By Andrea Shalal
WASHINGTON, April 10 (Reuters) – The war in the Middle East will have a cascading impact on the global economy, even if the fragile ceasefire announced by U.S. President Donald Trump takes hold, World Bank President Ajay Banga told Reuters in an interview on Friday.
And the damage will be far deeper if the ceasefire fails and the conflict escalates, he said.
Banga on Tuesday said global growth could be lowered by 0.3 to 0.4 percentage point in a baseline scenario, with an early end to the war, and by as much as 1 percentage point if it endures. Inflation could increase by 200 to 300 basis points, with a much higher impact – of up to 0.9 percentage point – if the war continues, he said.
The war, which has killed thousands of people across the Middle East, has sent the price of oil up by 50% while disrupting supplies of oil, gas, fertilizer, helium and other goods, as well as tourism and air travel.
The two-week ceasefire announced by Trump appears tenuous, with Israel and Iran continuing strikes. Iran said on Friday that blocked Iranian assets must be released and a ceasefire must take hold in Lebanon before U.S.-Iran talks, scheduled for Saturday in Pakistan, can proceed.

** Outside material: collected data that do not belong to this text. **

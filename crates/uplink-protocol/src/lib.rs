//! Wire-content types for the uplink tunnel session protocol.
//!
//! A session exchanges opaque *message blocks* over a transport that has
//! already resolved block boundaries; this crate only defines the content of
//! those blocks. Handshake and goodbye payloads are JSON; payload blocks are
//! uninterpreted bytes owned by the resource-catalog layer above.

use serde::{Deserialize, Serialize};

/// High-level protocol version, checked for strict equality during handshake.
pub const PROTOCOL_VERSION: &str = "1.0";

/// Qualifier substituted when a client sends none, so that one account can
/// hold multiple distinguishable sessions.
pub const DEFAULT_SESSION_QUALIFIER: &str = "default";

/// Number of leading characters of the account name that contribute to the
/// derived namespace id; longer names are truncated.
pub const ACCOUNT_NAME_SIGNIFICANT_CHARS: usize = 16;

/// Same limit for the client-supplied session qualifier.
pub const SESSION_QUALIFIER_SIGNIFICANT_CHARS: usize = 16;

/// Upper bound on a single block's payload, as a sanity check against
/// protocol errors and heap exhaustion.
pub const MAX_BLOCK_PAYLOAD_BYTES: usize = 256 * 1024;

/// Default bound on how long either side waits for the peer's handshake
/// message before giving up on the session.
pub const DEFAULT_HANDSHAKE_TIMEOUT_MS: u64 = 15_000;

/// Classification of a block, routing it to the handshake coordinator, the
/// shutdown coordinator, or the payload layer.
#[derive(Serialize, Deserialize, Debug, Clone, Copy, PartialEq, Eq)]
#[serde(rename_all = "snake_case")]
pub enum MessageType {
    Handshake,
    Goodbye,
    Payload,
}

/// One framed unit of traffic. Framing itself is the transport's job; a
/// block is what the transport delivers and accepts.
#[derive(Serialize, Deserialize, Debug, Clone, PartialEq, Eq)]
pub struct MessageBlock {
    pub message_type: MessageType,
    pub payload: Vec<u8>,
}

impl MessageBlock {
    /// Builds a block, rejecting oversized payloads.
    pub fn new(message_type: MessageType, payload: Vec<u8>) -> Result<Self, BlockSizeError> {
        if payload.len() > MAX_BLOCK_PAYLOAD_BYTES {
            return Err(BlockSizeError {
                size: payload.len(),
            });
        }
        Ok(Self {
            message_type,
            payload,
        })
    }
}

/// Announced payload size outside the accepted range.
#[derive(Debug, Clone, PartialEq, Eq)]
pub struct BlockSizeError {
    pub size: usize,
}

impl std::fmt::Display for BlockSizeError {
    fn fmt(&self, f: &mut std::fmt::Formatter<'_>) -> std::fmt::Result {
        write!(
            f,
            "message block payload of {} bytes exceeds the limit of {} bytes",
            self.size, MAX_BLOCK_PAYLOAD_BYTES
        )
    }
}

impl std::error::Error for BlockSizeError {}

/// Login credentials presented by the client; verified by the relay's
/// external authenticator.
#[derive(Serialize, Deserialize, Debug, Clone, PartialEq, Eq)]
pub struct Credentials {
    pub account_name: String,
    pub secret: String,
}

/// First message of a session, client to relay.
#[derive(Serialize, Deserialize, Debug, Clone)]
pub struct HandshakeRequest {
    pub protocol_version: String,
    pub credentials: Credentials,
    /// Distinguishes parallel logins under the same account.
    #[serde(default)]
    pub session_qualifier: Option<String>,
    #[serde(default)]
    pub client_version: Option<String>,
}

/// Relay's answer to a [`HandshakeRequest`]. An explicit refusal lets the
/// client distinguish "refused" from "no response at all".
#[derive(Serialize, Deserialize, Debug, Clone)]
pub struct HandshakeResponse {
    pub protocol_version: String,
    pub result: HandshakeResult,
}

#[derive(Serialize, Deserialize, Debug, Clone)]
#[serde(tag = "outcome", rename_all = "snake_case")]
pub enum HandshakeResult {
    Accepted { assigned_namespace_id: String },
    Refused { kind: ProtocolErrorKind, message: String },
}

/// Payload of a GOODBYE block. A regular goodbye carries no error; a
/// goodbye with an error reports a fatal condition that ends the session
/// uncleanly on the receiving side.
#[derive(Serialize, Deserialize, Debug, Clone, Default)]
pub struct Goodbye {
    #[serde(default, skip_serializing_if = "Option::is_none")]
    pub error: Option<GoodbyeError>,
}

impl Goodbye {
    pub fn regular() -> Self {
        Self::default()
    }

    pub fn with_error(kind: ProtocolErrorKind, message: impl Into<String>) -> Self {
        Self {
            error: Some(GoodbyeError {
                kind,
                message: message.into(),
            }),
        }
    }
}

#[derive(Serialize, Deserialize, Debug, Clone)]
pub struct GoodbyeError {
    pub kind: ProtocolErrorKind,
    pub message: String,
}

/// Machine-readable reason attached to refusals and error goodbyes.
#[derive(Serialize, Deserialize, Debug, Clone, Copy, PartialEq, Eq)]
#[serde(rename_all = "snake_case")]
pub enum ProtocolErrorKind {
    VersionMismatch,
    InvalidHandshakeData,
    AuthenticationFailed,
    NamespaceCollision,
    HandshakeTimeout,
    ConnectionError,
    ProtocolViolation,
    InternalError,
}

impl std::fmt::Display for ProtocolErrorKind {
    fn fmt(&self, f: &mut std::fmt::Formatter<'_>) -> std::fmt::Result {
        let name = match self {
            ProtocolErrorKind::VersionMismatch => "version_mismatch",
            ProtocolErrorKind::InvalidHandshakeData => "invalid_handshake_data",
            ProtocolErrorKind::AuthenticationFailed => "authentication_failed",
            ProtocolErrorKind::NamespaceCollision => "namespace_collision",
            ProtocolErrorKind::HandshakeTimeout => "handshake_timeout",
            ProtocolErrorKind::ConnectionError => "connection_error",
            ProtocolErrorKind::ProtocolViolation => "protocol_violation",
            ProtocolErrorKind::InternalError => "internal_error",
        };
        f.write_str(name)
    }
}

macro_rules! json_block {
    ($ty:ty, $message_type:expr) => {
        impl $ty {
            /// Serializes this payload into its message block.
            pub fn encode(&self) -> Result<MessageBlock, serde_json::Error> {
                Ok(MessageBlock {
                    message_type: $message_type,
                    payload: serde_json::to_vec(self)?,
                })
            }

            /// Parses this payload out of a received block.
            pub fn decode(block: &MessageBlock) -> Result<Self, serde_json::Error> {
                serde_json::from_slice(&block.payload)
            }
        }
    };
}

json_block!(HandshakeRequest, MessageType::Handshake);
json_block!(HandshakeResponse, MessageType::Handshake);
json_block!(Goodbye, MessageType::Goodbye);

#[cfg(test)]
mod tests {
    use super::*;

    #[test]
    fn oversized_block_is_rejected() {
        let err = MessageBlock::new(MessageType::Payload, vec![0u8; MAX_BLOCK_PAYLOAD_BYTES + 1])
            .unwrap_err();
        assert_eq!(err.size, MAX_BLOCK_PAYLOAD_BYTES + 1);
        assert!(MessageBlock::new(MessageType::Payload, vec![0u8; 16]).is_ok());
    }

    #[test]
    fn refusal_roundtrip_keeps_kind_and_message() {
        let response = HandshakeResponse {
            protocol_version: PROTOCOL_VERSION.to_string(),
            result: HandshakeResult::Refused {
                kind: ProtocolErrorKind::AuthenticationFailed,
                message: "bad secret".to_string(),
            },
        };
        let block = response.encode().expect("encode");
        assert_eq!(block.message_type, MessageType::Handshake);
        let decoded = HandshakeResponse::decode(&block).expect("decode");
        match decoded.result {
            HandshakeResult::Refused { kind, message } => {
                assert_eq!(kind, ProtocolErrorKind::AuthenticationFailed);
                assert_eq!(message, "bad secret");
            }
            other => panic!("expected refusal, got {other:?}"),
        }
    }

    #[test]
    fn goodbye_error_classification() {
        let regular = Goodbye::regular().encode().expect("encode");
        assert!(Goodbye::decode(&regular).expect("decode").error.is_none());

        let fatal = Goodbye::with_error(ProtocolErrorKind::InternalError, "boom")
            .encode()
            .expect("encode");
        let decoded = Goodbye::decode(&fatal).expect("decode");
        let error = decoded.error.expect("error payload");
        assert_eq!(error.kind, ProtocolErrorKind::InternalError);
        assert_eq!(error.message, "boom");
    }

    #[test]
    fn handshake_request_tolerates_missing_optional_fields() {
        let block = MessageBlock {
            message_type: MessageType::Handshake,
            payload: br#"{"protocol_version":"1.0","credentials":{"account_name":"a","secret":"s"}}"#
                .to_vec(),
        };
        let request = HandshakeRequest::decode(&block).expect("decode");
        assert_eq!(request.session_qualifier, None);
        assert_eq!(request.client_version, None);
    }
}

Trump said that U.S. warships were being reloaded with ammunition in case the talks failed.
“The question really is, does this current peace and the negotiations that are going to be happening this weekend – will this lead to a lasting peace and then a reopening of the Strait (of Hormuz)?” said Banga. “If it doesn’t lead to that, and if conflict were to break out again, would that have an even larger impact, or longer-term impact on energy infrastructure?”

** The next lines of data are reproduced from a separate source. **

impl SessionCore {
    pub(crate) fn new(
        local_session_id: String,
        transport: Arc<dyn MessageTransport>,
        events: mpsc::UnboundedSender<SessionEvent>,
    ) -> Self {
        Self {
            local_session_id,
            transport,
            events,
            inner: Mutex::new(SessionInner {
                state: SessionState::Initial,
                assigned_namespace_id: None,
                local_goodbye_sent: false,
                remote_goodbye_received: false,
            }),
        }
    }

    pub(crate) fn lock(&self) -> MutexGuard<'_, SessionInner> {
        self.inner.lock().expect("session lock poisoned")
    }

    // ---- queries ----

    pub(crate) fn state(&self) -> SessionState {
        self.lock().state
    }

    pub(crate) fn is_active(&self) -> bool {
        self.state() == SessionState::Active
    }

    pub(crate) fn is_shutting_down_or_shut_down(&self) -> bool {
        self.state().is_shutting_down_or_shut_down()
    }

    pub(crate) fn local_session_id(&self) -> &str {
        &self.local_session_id
    }

    /// Display string for log correlation; recomputed so it picks up the
    /// namespace id as soon as it is assigned.
    pub(crate) fn log_descriptor(&self) -> String {
        Self::descriptor(&self.local_session_id, &self.lock())
    }

    fn descriptor(local_session_id: &str, inner: &SessionInner) -> String {
        match &inner.assigned_namespace_id {
            Some(namespace_id) => format!("{local_session_id}/{namespace_id}"),
            None => local_session_id.to_string(),
        }
    }

    pub(crate) fn assigned_namespace_id(&self) -> Result<String, UplinkError> {
        self.assigned_namespace_id_if_available().ok_or_else(|| {
            UplinkError::IllegalState(format!(
                "session {} has no namespace id assigned yet",
                self.local_session_id
            ))
        })
    }

    pub(crate) fn assigned_namespace_id_if_available(&self) -> Option<String> {
        self.lock().assigned_namespace_id.clone()
    }

    /// Currently identical to the namespace id; separate accessor so the
    /// derivation rule can change without touching call sites.
    pub(crate) fn destination_id_prefix(&self) -> Result<String, UplinkError> {
        self.assigned_namespace_id()
    }

    // ---- state mutation primitives ----

    /// The sole state mutator. Fails with `InvalidTransition` when the edge
    /// does not exist, leaving the current state untouched; attempts to
    /// leave a terminal state always fail here.
    pub(crate) fn transition_locked(
        &self,
        inner: &mut SessionInner,
        to: SessionState,
    ) -> Result<SessionState, UplinkError> {
        let from = inner.state;
        if !from.permits_transition_to(to) {
            return Err(UplinkError::InvalidTransition { from, to });
        }
        inner.state = to;
        debug!(
            session = %Self::descriptor(&self.local_session_id, inner),
            %from,
            %to,
            "session state transition"
        );
        Ok(to)
    }

    /// Stores the namespace id; set exactly once, immutable thereafter.
    pub(crate) fn set_namespace_locked(
        &self,
        inner: &mut SessionInner,
        namespace_id: String,
    ) -> Result<(), UplinkError> {
        if inner.assigned_namespace_id.is_some() {
            return Err(UplinkError::IllegalState(format!(
                "session {} already has a namespace id assigned",
                self.local_session_id
            )));
        }
        inner.assigned_namespace_id = Some(namespace_id);
        Ok(())
    }

    pub(crate) fn emit_activated_locked(&self, inner: &SessionInner) {
        let namespace_id = inner
            .assigned_namespace_id
            .clone()
            .unwrap_or_default();
        info!(
            session = %Self::descriptor(&self.local_session_id, inner),
            "session active"
        );
        let _ = self.events.send(SessionEvent::Activated { namespace_id });
    }

    // ---- outbound funnel ----

    /// Sends application payload; only legal while `Active`. A transport
    /// failure here is fatal for the session.
    pub(crate) fn send_payload(&self, payload: Vec<u8>) -> Result<(), UplinkError> {
        let mut inner = self.lock();
        if inner.state != SessionState::Active {
            return Err(UplinkError::IllegalState(format!(
                "cannot send payload in state {}",
                inner.state
            )));
        }
        let block = MessageBlock::new(MessageType::Payload, payload)
            .map_err(|e| UplinkError::Protocol(e.to_string()))?;
        if let Err(e) = self.transport.send_block(block) {
            self.fail_locked(
                &mut inner,
                ProtocolErrorKind::ConnectionError,
                format!("payload send failed: {e}"),
            );
            return Err(UplinkError::Transport(e));
        }
        Ok(())
    }

    pub(crate) fn send_block_locked(
        &self,
        inner: &mut SessionInner,
        block: MessageBlock,
    ) -> Result<(), UplinkError> {
        if let Err(e) = self.transport.send_block(block) {
            self.fail_locked(
                inner,
                ProtocolErrorKind::ConnectionError,
                format!("send failed: {e}"),
            );
            return Err(UplinkError::Transport(e));
        }
        Ok(())
    }

    /// Best-effort send for blocks whose delivery failure must not change
    /// the session's fate, e.g. an explicit refusal response right before
    /// the session resolves into the refused state anyway.
    pub(crate) fn send_block_best_effort(&self, inner: &SessionInner, block: MessageBlock) {
        if let Err(e) = self.transport.send_block(block) {
            debug!(
                session = %Self::descriptor(&self.local_session_id, inner),
                error = %e,
                "best-effort send failed"
            );
        }
    }

    // ---- shutdown coordination ----

    /// Clean-shutdown entry point. Idempotent: a no-op unless the session is
    /// `Active`, so repeated calls never double-send a GOODBYE. Tearing down
    /// a pre-active session is the fatal path's job.
    pub(crate) fn initiate_clean_shutdown_if_running(&self) {
        let mut inner = self.lock();
        if inner.state != SessionState::Active {
            debug!(
                session = %Self::descriptor(&self.local_session_id, &inner),
                state = %inner.state,
                "ignoring clean shutdown request, session not active"
            );
            return;
        }
        match self.send_regular_goodbye() {
            Ok(()) => {
                inner.local_goodbye_sent = true;
                if inner.remote_goodbye_received {
                    let _ =
                        self.transition_locked(&mut inner, SessionState::GoodbyeHandshakeComplete);
                    self.finish_clean_locked(&mut inner);
                } else {
                    let _ = self.transition_locked(&mut inner, SessionState::GoodbyeHandshake);
                }
            }
            Err(e) => self.fail_locked(
                &mut inner,
                ProtocolErrorKind::ConnectionError,
                format!("failed to send goodbye: {e}"),
            ),
        }
    }

    /// Routes a received GOODBYE block. A regular goodbye advances the
    /// two-phase exchange; a goodbye carrying an error is a remote fatal
    /// report and takes the refusal or unclean path.
    pub(crate) fn handle_goodbye_block(&self, block: &MessageBlock) {
        let goodbye = match Goodbye::decode(block) {
            Ok(goodbye) => goodbye,
            Err(e) => {
                self.fail(
                    ProtocolErrorKind::ProtocolViolation,
                    format!("malformed goodbye block: {e}"),
                );
                return;
            }
        };

        if let Some(error) = goodbye.error {
            self.fail(error.kind, format!("reported by peer: {}", error.message));
            return;
        }

        let mut inner = self.lock();
        match inner.state {
            SessionState::Active => {
                inner.remote_goodbye_received = true;
                // Answer with the local goodbye and complete in one step.
                match self.send_regular_goodbye() {
                    Ok(()) => {
                        inner.local_goodbye_sent = true;
                        let _ = self
                            .transition_locked(&mut inner, SessionState::GoodbyeHandshakeComplete);
                        self.finish_clean_locked(&mut inner);
                    }
                    Err(e) => self.fail_locked(
                        &mut inner,
                        ProtocolErrorKind::ConnectionError,
                        format!("failed to answer goodbye: {e}"),
                    ),
                }
            }
            SessionState::GoodbyeHandshake => {
                inner.remote_goodbye_received = true;
                let _ = self.transition_locked(&mut inner, SessionState::GoodbyeHandshakeComplete);
                self.finish_clean_locked(&mut inner);
            }
            state if state.is_before_handshake_conclusion() => {
                self.fail_locked(
                    &mut inner,
                    ProtocolErrorKind::ConnectionError,
                    "peer said goodbye before handshake completion".to_string(),
                );
            }
            state => {
                debug!(
                    session = %Self::descriptor(&self.local_session_id, &inner),
                    %state,
                    "ignoring late goodbye"
                );
            }
        }
    }

    /// The transport's incoming direction ended. Harmless after a clean
    /// shutdown, a refusal before handshake conclusion, and an ungraceful
    /// disconnect anywhere else.
    pub(crate) fn handle_transport_closed(&self) {
        let mut inner = self.lock();
        if inner.state.is_terminal() {
            return;
        }
        if inner.state.is_before_handshake_conclusion() {
            self.fail_locked(
                &mut inner,
                ProtocolErrorKind::ConnectionError,
                "connection closed during handshake".to_string(),
            );
        } else {
            self.fail_locked(
                &mut inner,
                ProtocolErrorKind::ConnectionError,
                "connection closed by peer without goodbye".to_string(),
            );
        }
    }

    /// Routes a received payload block to the session's owner.
    pub(crate) fn handle_payload_block(&self, block: MessageBlock) {
        let mut inner = self.lock();
        match inner.state {
            // Incoming stays open during the goodbye exchange, so payload
            // may still arrive after the local goodbye was sent.
            SessionState::Active | SessionState::GoodbyeHandshake => {
                drop(inner);
                let _ = self.events.send(SessionEvent::PayloadReceived(block.payload));
            }
            state if state.is_before_handshake_conclusion() => {
                self.fail_locked(
                    &mut inner,
                    ProtocolErrorKind::ProtocolViolation,
                    "payload block before handshake completion".to_string(),
                );
            }
            state => {
                debug!(
                    session = %Self::descriptor(&self.local_session_id, &inner),
                    %state,
                    "discarding payload block"
                );
            }
        }
    }

    // ---- fatal path ----

    /// Resolves a fatal condition: refusal before handshake conclusion,
    /// unclean shutdown afterwards. Idempotent once a terminal state is
    /// reached; never sends a GOODBYE and never blocks on the peer.
    pub(crate) fn fail(&self, kind: ProtocolErrorKind, reason: impl Into<String>) {
        let mut inner = self.lock();
        self.fail_locked(&mut inner, kind, reason.into());
    }

    pub(crate) fn fail_locked(
        &self,
        inner: &mut SessionInner,
        kind: ProtocolErrorKind,
        reason: String,
    ) {
        if inner.state.is_terminal() {
            debug!(
                session = %Self::descriptor(&self.local_session_id, inner),
                %kind,
                reason = %reason,
                "ignoring fatal condition, session already terminal"
            );
            return;
        }
        if inner.state.is_before_handshake_conclusion() {
            let _ = self.transition_locked(inner, SessionState::SessionRefusedOrHandshakeError);
            self.transport.close_outgoing();
            warn!(
                session = %Self::descriptor(&self.local_session_id, inner),
                %kind,
                reason = %reason,
                "session refused or handshake failed"
            );
            let _ = self.events.send(SessionEvent::Refused { kind, reason });
        } else {
            let _ = self.transition_locked(inner, SessionState::UncleanShutdownInitiated);
            self.transport.close_outgoing();
            let _ = self.transition_locked(inner, SessionState::UncleanShutdown);
            warn!(
                session = %Self::descriptor(&self.local_session_id, inner),
                %kind,
                reason = %reason,
                "session shut down uncleanly"
            );
            let _ = self.events.send(SessionEvent::Terminated { clean: false });
        }
    }

    /// Fatal-path entry for the handshake timeout tasks: only fires while
    /// the handshake has not concluded, otherwise a no-op.
    pub(crate) fn fail_if_still_pre_active(&self, kind: ProtocolErrorKind, reason: &str) {
        let mut inner = self.lock();
        if inner.state.is_before_handshake_conclusion() {
            self.fail_locked(&mut inner, kind, reason.to_string());
        }
    }

    // ---- internals ----

    fn send_regular_goodbye(&self) -> Result<(), UplinkError> {
        let block = Goodbye::regular()
            .encode()
            .map_err(|e| UplinkError::Protocol(format!("failed to encode goodbye: {e}")))?;
        self.transport.send_block(block)?;
        Ok(())
    }

    /// Both goodbye directions observed: close our outgoing direction and
    /// finish. Reaching `CleanShutdown` never waits for the transport to
    /// fully close.
    fn finish_clean_locked(&self, inner: &mut SessionInner) {
        self.transport.close_outgoing();
        let _ = self.transition_locked(inner, SessionState::CleanShutdown);
        info!(
            session = %Self::descriptor(&self.local_session_id, inner),
            "session closed cleanly"
        );
        let _ = self.events.send(SessionEvent::Terminated { clean: true });
    }
}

Banga said the world’s largest development bank was already in discussions with some developing countries, including small island states with no natural energy resources, about tapping funds from existing programs under “crisis response windows.”
The World Bank’s crisis toolkit allows countries to tap previously approved but not yet disbursed funds without additional board approvals, increasing flexibility.
But Banga said the bank was cautioning countries to avoid setting up energy subsidies that they could not afford, which would trigger even bigger problems in the future.
“I worry about making sure that they can come through this crisis, targeting what they need to do, but not doing anything that further deteriorates that fiscal space,” he said.
Many developing countries also have high debt levels and interest rates remain high, which constrains their ability to borrow money to fund measures to respond to the jump in energy costs and other goods caused by the war.
The crisis has put a fresh spotlight on the need for countries to diversify energy supplies and boost self-sufficiency, Banga said. The World Bank last June ended a longstanding ban on funding nuclear energy projects as part of a push to meet rising electricity needs.
Nigeria, which had long faced problems, stood to benefit from a $20 billion investment made by the Dangote Group in refineries, which had actually increased output during the war, and was now supplying aviation fuel to neighboring countries.
“Nigeria should be breathing a sigh of relief. They’ve built up the ability to have energy security for themselves through that huge investment,” he said. “It’s actually a really good example of the right thing being done in terms of energy self-sufficiency for them, but also for their neighbors.”
The World Bank is also working closely with Mozambique, another African country, to expand its energy production capabilities in both natural gas and hydropower.
The World Bank had many energy products in the pipeline, Banga said, noting that talks were under way with some countries looking to extend the life of their fleets of nuclear reactors, and others keen to move into nuclear power.
“If you don’t get nuclear and hydro and geothermal going at scale, along with wind and solar, they will end up doing more with traditional fuels, and nobody really wants that,” he said.